それに「巽総司一人で来い」と要求してきていない。
つまり、葉風を含めてあやかし仲間が一緒だろうと目的を果たせると考えている。
神渡ビルも舐められたものだ。
玖音が動くとは思っていないのだろうし、動いても何とでもなると思っているのかもしれない。
俺だって、あの敗北のあとに身につけた技がある。
葉風の協力がないと使えない技だが、殺生石を恐れる必要はなくなる。
とりあえず、今回の犯人は芦屋関係だろう。
他にも俺に敵意を持つ者や組織はある。
だが、その多くは暴力団関係。
そちらで何か怪しい動きがあれば、島克明から注意が来る。
そんな話は来ていないから、今回は多分芦屋だろう。
「桜井は必ず無事に取り戻すから、風香はビルに居ろ」
能力面では何の不満もないが、感情的になっている風香を連れていくことはできない。
「イヤよ! 私のせいで攫われたんですもの行くわ」
気持ちは判っている。
だが人質がいるからこそ冷静にならなければならない。
俺と葉風は人質の救出に集中しないといけない。
風香を気遣う余裕があるか判らないからな。
「ダメだ。俺と葉風を信じろ」
「風香、落ち着きなさい。桜井さんを取り戻したあと、あなたは癒やしてあげなくちゃいけない。判るよね?」
葉風の言う通りだ。
桜井は俺達の事情を知らされてるかもしれない。
その場合、丁寧に説明し話し合う必要もあるだろうし、彼が理解を示さないなら記憶をイジる必要だってあるかもしれない。

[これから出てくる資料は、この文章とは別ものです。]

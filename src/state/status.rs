/// Indexability status definitions
use std::fmt;

/// Whether the site owner intends a URL to be crawlable
///
/// Only a sitemap entry that robots.txt does not disallow is `Indexed`.
#[derive(Debug, Clone, Copy, PartialEq, Eq, Hash, PartialOrd, Ord)]
pub enum UrlStatus {
    /// Listed in the sitemap and allowed by robots.txt
    Indexed,

    /// Disallowed by robots.txt, or only reachable by crawling
    NonIndexed,
}

impl UrlStatus {
    /// Returns true for `Indexed`
    pub fn is_indexed(&self) -> bool {
        matches!(self, Self::Indexed)
    }

    /// Combines two observations of the same URL
    ///
    /// `NonIndexed` always wins, so once a stricter rule has demoted a URL
    /// it can never be promoted back.
    pub fn merge(self, other: Self) -> Self {
        if self == Self::NonIndexed || other == Self::NonIndexed {
            Self::NonIndexed
        } else {
            Self::Indexed
        }
    }

    /// Converts the status to its database string representation
    pub fn to_db_string(&self) -> &'static str {
        match self {
            Self::Indexed => "indexed",
            Self::NonIndexed => "non-indexed",
        }
    }

    /// Parses a status from its database string representation
    ///
    /// Returns None if the string doesn't match any known status.
    pub fn from_db_string(s: &str) -> Option<Self> {
        match s {
            "indexed" => Some(Self::Indexed),
            "non-indexed" => Some(Self::NonIndexed),
            _ => None,
        }
    }

    /// Returns all statuses
    pub fn all() -> [Self; 2] {
        [Self::Indexed, Self::NonIndexed]
    }
}

impl fmt::Display for UrlStatus {
    fn fmt(&self, f: &mut fmt::Formatter<'_>) -> fmt::Result {
        f.write_str(self.to_db_string())
    }
}
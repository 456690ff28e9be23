use serde::Deserialize;

/// Main configuration structure for Sitegauge
#[derive(Debug, Clone, Deserialize)]
pub struct Config {
    pub site: SiteConfig,
    #[serde(rename = "user-agent")]
    pub user_agent: UserAgentConfig,
    #[serde(default)]
    pub http: HttpConfig,
    #[serde(default)]
    pub discovery: DiscoveryConfig,
    #[serde(default)]
    pub robots: RobotsConfig,
    #[serde(default)]
    pub extraction: ExtractionConfig,
    pub output: OutputConfig,
}

/// The website being surveyed
#[derive(Debug, Clone, Deserialize)]
pub struct SiteConfig {
    /// Root URL of the site (e.g., "https://www.example.com")
    #[serde(rename = "root-url")]
    pub root_url: String,
}

/// User agent identification configuration
#[derive(Debug, Clone, Deserialize)]
pub struct UserAgentConfig {
    /// Name of the crawler, also used as the robots.txt agent token
    #[serde(rename = "crawler-name")]
    pub crawler_name: String,

    /// Version of the crawler
    #[serde(rename = "crawler-version")]
    pub crawler_version: String,

    /// URL with information about the crawler
    #[serde(rename = "contact-url", default)]
    pub contact_url: Option<String>,
}

impl UserAgentConfig {
    /// Formats the User-Agent header: `Name/Version (+ContactURL)`
    pub fn header_value(&self) -> String {
        match &self.contact_url {
            Some(contact) => format!(
                "{}/{} (+{})",
                self.crawler_name, self.crawler_version, contact
            ),
            None => format!("{}/{}", self.crawler_name, self.crawler_version),
        }
    }
}

/// Subresource kinds a renderer may skip loading
#[derive(Debug, Clone, Copy, PartialEq, Eq, Hash, Deserialize)]
#[serde(rename_all = "lowercase")]
pub enum ResourceKind {
    Image,
    Stylesheet,
    Font,
    Media,
}

/// Backend used for extraction renders
#[derive(Debug, Clone, Copy, Default, PartialEq, Eq, Deserialize)]
#[serde(rename_all = "lowercase")]
pub enum Renderer {
    /// Server-side markup fetched with reqwest
    #[default]
    Http,
    /// Headless Chrome, available with the `browser` feature
    Browser,
}

/// HTTP/render behaviour shared by every fetch
#[derive(Debug, Clone, Deserialize)]
pub struct HttpConfig {
    /// Per-operation timeout for fetches and renders (milliseconds)
    #[serde(rename = "timeout-ms", default = "default_timeout_ms")]
    pub timeout_ms: u64,

    /// Subresources a renderer is allowed to block
    #[serde(rename = "block-resources", default = "default_block_resources")]
    pub block_resources: Vec<ResourceKind>,

    #[serde(default)]
    pub renderer: Renderer,
}

impl Default for HttpConfig {
    fn default() -> Self {
        Self {
            timeout_ms: default_timeout_ms(),
            block_resources: default_block_resources(),
            renderer: Renderer::default(),
        }
    }
}

/// URL discovery configuration
#[derive(Debug, Clone, Deserialize)]
pub struct DiscoveryConfig {
    /// Path of the root sitemap relative to the site root
    #[serde(rename = "sitemap-path", default = "default_sitemap_path")]
    pub sitemap_path: String,

    /// Maximum nested sitemaps resolved concurrently
    #[serde(rename = "sitemap-fan-out", default = "default_sitemap_fan_out")]
    pub sitemap_fan_out: usize,

    /// Maximum number of pages the frontier crawler visits
    #[serde(rename = "page-cap", default = "default_page_cap")]
    pub page_cap: usize,

    /// Pages fetched concurrently per breadth-first round
    #[serde(rename = "batch-width", default = "default_batch_width")]
    pub batch_width: usize,

    /// Path segments kept by URL normalization
    #[serde(rename = "max-path-segments", default = "default_max_path_segments")]
    pub max_path_segments: usize,
}

impl Default for DiscoveryConfig {
    fn default() -> Self {
        Self {
            sitemap_path: default_sitemap_path(),
            sitemap_fan_out: default_sitemap_fan_out(),
            page_cap: default_page_cap(),
            batch_width: default_batch_width(),
            max_path_segments: default_max_path_segments(),
        }
    }
}

/// Robots.txt interpretation
#[derive(Debug, Clone, Default, Deserialize)]
pub struct RobotsConfig {
    /// Evaluate rules for the crawler's own agent group instead of
    /// applying every `Disallow` line globally
    #[serde(rename = "per-agent", default)]
    pub per_agent: bool,
}

/// Which boilerplate pre-pass runs before metadata extraction
#[derive(Debug, Clone, Copy, PartialEq, Eq, Default, Deserialize)]
#[serde(rename_all = "kebab-case")]
pub enum BoilerplateMode {
    /// Prune body-level blocks present on every sampled page
    #[default]
    RepeatedBlocks,
    /// Skip anchors whose DOM path recurs across sampled pages
    NavigationalPaths,
    /// Both of the above
    Combined,
    /// No sampling, no filtering
    Off,
}

/// Content extraction configuration
#[derive(Debug, Clone, Deserialize)]
pub struct ExtractionConfig {
    /// Concurrent extraction tasks (defaults to min(32, cores + 4))
    #[serde(default)]
    pub concurrency: Option<usize>,

    /// Concurrent rendering sessions (defaults to `concurrency`)
    #[serde(rename = "render-slots", default)]
    pub render_slots: Option<usize>,

    /// Pages sampled for boilerplate detection
    #[serde(rename = "sample-size", default = "default_sample_size")]
    pub sample_size: usize,

    /// Fraction of sampled pages a DOM path must appear on to be navigational
    #[serde(rename = "nav-threshold", default = "default_nav_threshold")]
    pub nav_threshold: f64,

    /// Boilerplate pre-pass strategy
    #[serde(default)]
    pub boilerplate: BoilerplateMode,

    /// Extra render attempts after a failure
    #[serde(rename = "render-retries", default)]
    pub render_retries: u32,
}

impl ExtractionConfig {
    /// Effective task concurrency
    pub fn effective_concurrency(&self) -> usize {
        self.concurrency
            .unwrap_or_else(|| std::cmp::min(32, num_cpus::get() + 4))
    }

    /// Effective number of rendering sessions
    pub fn effective_render_slots(&self) -> usize {
        self.render_slots
            .unwrap_or_else(|| self.effective_concurrency())
    }
}

impl Default for ExtractionConfig {
    fn default() -> Self {
        Self {
            concurrency: None,
            render_slots: None,
            sample_size: default_sample_size(),
            nav_threshold: default_nav_threshold(),
            boilerplate: BoilerplateMode::default(),
            render_retries: 0,
        }
    }
}

/// Output configuration
#[derive(Debug, Clone, Deserialize)]
pub struct OutputConfig {
    /// Path to the SQLite database file
    #[serde(rename = "database-path")]
    pub database_path: String,

    /// Where to write the CSV export after a run
    #[serde(rename = "csv-path", default)]
    pub csv_path: Option<String>,
}

fn default_timeout_ms() -> u64 {
    10_000
}

fn default_block_resources() -> Vec<ResourceKind> {
    vec![
        ResourceKind::Image,
        ResourceKind::Stylesheet,
        ResourceKind::Font,
    ]
}

fn default_sitemap_path() -> String {
    "/sitemap.xml".to_string()
}

fn default_sitemap_fan_out() -> usize {
    8
}

fn default_page_cap() -> usize {
    200
}

fn default_batch_width() -> usize {
    16
}

fn default_max_path_segments() -> usize {
    5
}

fn default_sample_size() -> usize {
    20
}

fn default_nav_threshold() -> f64 {
    0.8
}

俺や葉風がやってもいいが、やはり風香がすべきことだろう。
だから、風香には落ち着いていて欲しい。
「でも、ここで待っているなんて……」
理解に感情がついてこない。
今の風香の気持ちは、俺も葉風も判っている。
居ても立っても居られない状況なのも判っている。
同じような状況であれば、俺も葉風も怒りや心配で自分を抑えられないだろう。
だからだ。
だからこそ落ち着くための時間が必要だと判るんだ。
ここに居れば、玖音も風凪も居る。
風香に寄り添ってくれる仲間が居る。
気持ちを強く持てるよう支えてくれる。
「判ってくれ。必ず助けるからな?」
風香の頬をつたう涙をハンカチで拭い、妹を労るように葉風が抱きしめる。
「桜井さんはきっと無事よ。私達に任せて? そして誘拐した奴にはその愚かさをきっちり思い知らせてくる。二度と桜井さんに手出しなどできないようにね。だから、あなたは後のことをしっかり考えていて? ね?」
葉風の肩に額をすり付け、風香は両腕に力を込めて抱き返す。
「……判った。二人が戻るまで待ってる」
葉風に抱きついたまま顔をあげず小さな声で辛そうに、そう返事した。
「……葉風、風凪に伝えてくれ。今夜時間をとれる妖狐を集め、俺を呼び出した場所の周辺を固めてくれと風凪に伝えてくれ。万が一の時に備えたい。俺は玖音様と相談してくる」
二人を残し、俺は玖音のもとへ向かった。